Rather, the problem is epistemological, and potentially tragically so. False positive and false negative concerns are complementary in depending on optimally locating the boundary between normality and disorder, but they pose very different challenges. Dr. Stotland's example illustrates how even the loosest diagnostic criteria will not identify individuals whose symptoms are invisible to clinicians and intimates, nor will such criteria bring them into treatment against their will, and community screening will not necessarily help when individuals are inclined to hide their symptoms.
Human beings are adept at masking their feelings when motivated by shame, fear, pride, social desirability, or resoluteness in pursuit of a goal (e.g., suicide). Moreover, cross-cultural differences in emotional "scripts" and gender roles can yield widespread masking of feelings. Dr Stotland's example underscores the crucial clinical importance of a trusting therapeutic alliance and sensitivity to the patient's concerns and defenses, enabling the reluctant patient to communicate with us. No symptom checklist can substitute for the diagnostic importance of this relationship.
Those needing but not seeking our help, as in Dr. Stotland's example, pose a public health and prevention challenge.
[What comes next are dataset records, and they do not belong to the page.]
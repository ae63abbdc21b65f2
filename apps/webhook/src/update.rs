//! Normalizes a raw webhook update into the single-message view the
//! dispatcher works with.

use ygb_telegram::TelegramUpdate;

#[derive(Debug, Clone, Copy, PartialEq, Eq)]
pub enum Command {
    Start,
    Help,
}

/// One normalized inbound message, discarded after a single handling pass.
#[derive(Debug, Clone, PartialEq)]
pub struct ChatUpdate {
    pub chat_id: i64,
    pub message_id: i64,
    pub sender_id: Option<i64>,
    pub sender_name: String,
    pub text: String,
    pub command: Option<Command>,
}

/// Parses `/command` or `/command@BotName`, ignoring trailing arguments.
/// Anything else, unrecognized commands included, is freeform text.
pub fn parse_command(text: &str) -> Option<Command> {
    let first = text.split_whitespace().next()?;
    let name = first.strip_prefix('/')?;
    let name = name.split('@').next().unwrap_or(name);
    match name {
        "start" => Some(Command::Start),
        "help" => Some(Command::Help),
        _ => None,
    }
}

/// Builds the normalized view from an update. Returns `None` for updates
/// that carry no text message; those are acknowledged and ignored.
pub fn chat_update_from(update: &TelegramUpdate) -> Option<ChatUpdate> {
    let msg = update.extract_message()?;
    let text = msg.text.clone()?;
    Some(ChatUpdate {
        chat_id: msg.chat.id,
        message_id: msg.message_id,
        sender_id: msg.from.as_ref().map(|user| user.id),
        sender_name: msg
            .from
            .as_ref()
            .map(|user| user.first_name.clone())
            .unwrap_or_else(|| "unknown".into()),
        command: parse_command(&text),
        text,
    })
}
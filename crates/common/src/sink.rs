//! Input event sink capability

use protocol::{Axis, Button};

/// Receiver of decoded input state
///
/// Called from transfer completion context, so implementations must not
/// block for longer than a short critical section.
pub trait EventSink: Send + Sync {
    /// Report the current state of a button
    fn publish_button(&self, button: Button, pressed: bool);

    /// Report the current value of an absolute axis
    fn publish_axis(&self, axis: Axis, value: i32);

    /// Mark the end of one completion's worth of updates
    fn flush_frame(&self);
}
The ready availability of help and the acceptability of seeking it must be widely disseminated in various subcultures.
However, to return to the false positives problem, despite attempts to destigmatize mental disorder, efforts to link reluctant individuals with help may not be best served by framing all intense human distress as a medical disorder, but rather by recognizing and accepting the varieties of normal human response and suffering. Dr. Stotland's urgent challenge to detect the seemingly undetectable must not mislead us to justify extraordinarily expansive diagnostic or screening criteria that encompass everyone so that we miss no one, undermining the profession's credibility. The attempt to avoid false negatives is not well served by abandoning efforts to eliminate false positives.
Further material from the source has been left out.